VISUAL & AUDITORY DATA
Children with ASD have acute and sensitive visual and auditory ability. An autistic child may be able to hear a magnified version of a particular sound at home or in the classroom and this often acts as a trigger for meltdowns as they are unable to cope with the constant light or sound. It is difficult for the uninitiated to know why an autistic child is behaving in a certain way. Providing such children with noise-cancelling headphones, allowing them to wear sunglasses and changing light bulbs to non-fluorescent lights will help make the child’s environment at home and classroom autistic-friendly.
USING REPETITIVE WORDS
Autistic children often repeat words and phrases this is known as Echolalia. At times, this behaviour is reassuring and a form of self-comfort for the autistic child. Allow the child to fully experience and express this process instead of redirecting their attention to something else.
NEED FOR DOWNTIME
Autistic persons can become easily perturbed and overwhelmed by their environment and the demands of the world. Children with ASD require space in order to process and cope with their environmental demands. Allow children with ASD to take the time to unwind in the way they wish to.
Many autistic children suffer from face blindness and may find it challenging to recognise people. It is best to educate friends and family members to say “Hi this is…..” when they approach an autistic person. It may also help to teach autistic children to recognise people with the person’s traits, such as by the person’s fragrance, tone of voice, mannerism, etc.
CREATE A COMFORT ZONE
Recognise what environment the child feels comfortable in and allow their room to be the way they would like it. It’s best not to make changes to lighting, furniture, toys, etc. Let them arrange things the way they want them to be.

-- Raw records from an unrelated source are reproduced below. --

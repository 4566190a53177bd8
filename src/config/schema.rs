//! Configuration schema definitions.
//!
//! This module defines the domain file that seeds the configuration store,
//! plus the tool's own settings. All types derive Serde traits for
//! deserialization from TOML.

use serde::{Deserialize, Serialize};

use crate::store::{ObjectType, RefKind};

/// Root of a domain file.
#[derive(Debug, Clone, Deserialize, Serialize, Default)]
#[serde(default)]
pub struct DomainConfig {
    /// Settings of the admin tool itself.
    pub admin: AdminSettings,

    /// Cluster definitions.
    pub clusters: Vec<ClusterConfig>,

    /// Server definitions (admin server, clustered and standalone instances).
    pub servers: Vec<ServerConfig>,

    /// Deployed applications.
    pub applications: Vec<ApplicationConfig>,

    /// Load balancer definitions.
    pub load_balancers: Vec<LoadBalancerConfig>,

    /// LB configs with their initial target references.
    pub lb_configs: Vec<LbConfigSection>,
}

/// Admin tool settings.
#[derive(Debug, Clone, Deserialize, Serialize)]
#[serde(default)]
pub struct AdminSettings {
    /// Log level (trace, debug, info, warn, error), overridden by `RUST_LOG`.
    pub log_level: String,

    /// Values used when a health checker URL is given without interval/timeout.
    pub health_checker: HealthCheckerDefaults,
}

impl Default for AdminSettings {
    fn default() -> Self {
        Self {
            log_level: "info".to_string(),
            health_checker: HealthCheckerDefaults::default(),
        }
    }
}

/// Health checker defaults.
#[derive(Debug, Clone, Deserialize, Serialize)]
#[serde(default)]
pub struct HealthCheckerDefaults {
    /// Path to check.
    pub url: String,

    /// Check interval in seconds.
    pub interval_secs: u32,

    /// Check timeout in seconds.
    pub timeout_secs: u32,
}

impl Default for HealthCheckerDefaults {
    fn default() -> Self {
        Self {
            url: "/".to_string(),
            interval_secs: 30,
            timeout_secs: 10,
        }
    }
}

/// Cluster definition.
#[derive(Debug, Clone, Deserialize, Serialize)]
pub struct ClusterConfig {
    pub name: String,

    /// Applications deployed to the cluster.
    #[serde(default)]
    pub application_refs: Vec<ApplicationRefConfig>,
}

/// Server definition.
#[derive(Debug, Clone, Deserialize, Serialize)]
pub struct ServerConfig {
    pub name: String,

    /// Owning cluster, if any.
    #[serde(default)]
    pub cluster: Option<String>,

    /// Marks the administrative server.
    #[serde(default)]
    pub admin: bool,

    /// Whether the load balancer routes to this instance (clustered instances).
    #[serde(default)]
    pub lb_enabled: bool,

    /// Applications deployed to the server.
    #[serde(default)]
    pub application_refs: Vec<ApplicationRefConfig>,
}

/// Application deployment on a cluster or server.
#[derive(Debug, Clone, Deserialize, Serialize)]
pub struct ApplicationRefConfig {
    /// Name of the referenced application.
    #[serde(rename = "ref")]
    pub name: String,

    #[serde(default = "default_true")]
    pub enabled: bool,

    #[serde(default)]
    pub lb_enabled: bool,

    #[serde(default = "default_disable_timeout")]
    pub disable_timeout_in_minutes: u32,
}

fn default_true() -> bool {
    true
}

fn default_disable_timeout() -> u32 {
    30
}

/// Application definition.
#[derive(Debug, Clone, Deserialize, Serialize)]
pub struct ApplicationConfig {
    pub name: String,

    /// `user` (default) or `system`.
    #[serde(default)]
    pub object_type: ObjectType,
}

/// Load balancer definition.
#[derive(Debug, Clone, Deserialize, Serialize)]
pub struct LoadBalancerConfig {
    pub name: String,

    /// Name of the LB config this load balancer uses.
    pub lb_config_name: String,
}

/// LB config definition.
#[derive(Debug, Clone, Deserialize, Serialize)]
pub struct LbConfigSection {
    pub name: String,

    /// Target references in order.
    #[serde(default)]
    pub refs: Vec<RefSection>,
}

/// Initial target reference of an LB config.
#[derive(Debug, Clone, Deserialize, Serialize)]
pub struct RefSection {
    pub kind: RefKind,

    /// Referenced cluster or server.
    #[serde(rename = "ref")]
    pub name: String,

    #[serde(default)]
    pub policy: Option<String>,

    #[serde(default)]
    pub policy_module: Option<String>,

    #[serde(default)]
    pub lb_enabled: bool,
}
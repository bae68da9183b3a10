//! Event handling and key mappings.
//!
//! This module provides event polling and conversion from terminal key
//! events to application messages. Two keymaps exist: the board map and
//! the draft-form map, which captures text input while a form is open.

use std::time::Duration;

use crossterm::event::{self, Event, KeyCode, KeyEvent, KeyModifiers};
use storymap_protocol::Message;

/// Default poll timeout for events.
///
/// Kept short so poller events and hover timers are serviced promptly
/// between keystrokes.
const POLL_TIMEOUT: Duration = Duration::from_millis(100);

/// Polls for a terminal event with the default timeout.
///
/// Returns `Some(Event)` if an event is available within the timeout,
/// or `None` if the timeout expires without an event.
///
/// # Errors
///
/// Returns an error if polling the terminal fails.
pub fn poll_event() -> std::io::Result<Option<Event>> {
    if event::poll(POLL_TIMEOUT)? {
        Ok(Some(event::read()?))
    } else {
        Ok(None)
    }
}

/// Converts a terminal key event to an application message.
///
/// Returns `Some(Message)` if the key event maps to an action,
/// or `None` if the key is not bound.
///
/// # Key Bindings
///
/// | Key | Action |
/// |-----|--------|
/// | `Ctrl+C` | Quit |
/// | `Esc` | Escape (cancel drag, close panel, clear selection) |
/// | `Left` / `Right` | Move the column cursor |
/// | `Up` / `Down` | Move the card cursor within the cell |
/// | `[` / `]` | Previous / next release row |
/// | `Enter` | Select |
/// | `Backspace` | Back |
/// | `s` | Cycle the selected story's status |
/// | `g` | Grab (pick up or drop the selected card) |
/// | `a` | Open the add-card form for the current cell |
/// | `d` | Delete the selected story |
/// | `f` | Toggle the filter panel |
/// | `c` | Clear all filters |
/// | `w` | Toggle the wireframe panel |
/// | `Shift+G` | Request wireframe generation |
/// | `r` | Refresh the project |
/// | `?` | Toggle help |
#[must_use]
pub fn key_to_message(key: KeyEvent) -> Option<Message> {
    // Check for Ctrl+C first
    if key.modifiers.contains(KeyModifiers::CONTROL) && key.code == KeyCode::Char('c') {
        return Some(Message::Quit);
    }

    match key.code {
        KeyCode::Esc => Some(Message::Escape),

        // Navigation (arrow keys only)
        KeyCode::Left => Some(Message::NavigateLeft),
        KeyCode::Right => Some(Message::NavigateRight),
        KeyCode::Up => Some(Message::NavigateUp),
        KeyCode::Down => Some(Message::NavigateDown),
        KeyCode::Char('[') => Some(Message::PrevRelease),
        KeyCode::Char(']') => Some(Message::NextRelease),

        // Selection
        KeyCode::Enter => Some(Message::Select),
        KeyCode::Backspace => Some(Message::Back),

        // Card actions
        KeyCode::Char('s') => Some(Message::CycleStatus),
        KeyCode::Char('g') => Some(Message::Grab),
        KeyCode::Char('a') => Some(Message::OpenAddForm),
        KeyCode::Char('d') => Some(Message::DeleteStory),

        // Panels
        KeyCode::Char('f') => Some(Message::ToggleFilterPanel),
        KeyCode::Char('c') => Some(Message::ResetFilters),
        KeyCode::Char('w') => Some(Message::ToggleWireframePanel),
        KeyCode::Char('G') => Some(Message::GenerateWireframe),

        // Other actions
        KeyCode::Char('r') => Some(Message::Refresh),
        KeyCode::Char('?') => Some(Message::ToggleHelp),

        _ => None,
    }
}

/// Converts a key event to a message while a draft form is open.
///
/// In form mode almost every printable key is text input; only a small
/// set of control keys keeps its meaning.
///
/// # Key Bindings (Form Mode)
///
/// | Key | Action |
/// |-----|--------|
/// | `Ctrl+C` | Quit |
/// | `Enter` | Submit the draft |
/// | `Esc` | Close the form (content is kept) |
/// | `Tab` | Next field |
/// | `Backspace` | Delete last character |
/// | Any char | Input |
#[must_use]
pub fn key_to_draft_message(key: KeyEvent) -> Option<Message> {
    if key.modifiers.contains(KeyModifiers::CONTROL) && key.code == KeyCode::Char('c') {
        return Some(Message::Quit);
    }

    match key.code {
        KeyCode::Enter => Some(Message::SubmitDraft),
        KeyCode::Esc => Some(Message::Escape),
        KeyCode::Tab => Some(Message::NextField),
        KeyCode::Backspace => Some(Message::DeleteChar),
        KeyCode::Char(ch) => Some(Message::Input(ch)),
        _ => None,
    }
}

TREATMENT OPTIONS FOR PERSONS WITH ASD
Several groups of medications like atypical anti-psychotics and mood stabilisers are used to treat behavioral problems such as temper tantrums and aggression associated with ASD.
Behavioural therapy has been found to be most helpful in treating children with ASD. Applied Behavioural Analysis (ABA) and Treatment and Education of Autistic and Related Communication Handicapped Children (TEACCH) focus on language development, social skills and appropriate behaviours. These are all supportive and skill building forms of therapy designed to help children with ASD.
Mindfulness also offers supportive treatment options for children with ASD. If practiced regularly, it can help a child cope better with the unwanted symptoms of ASD.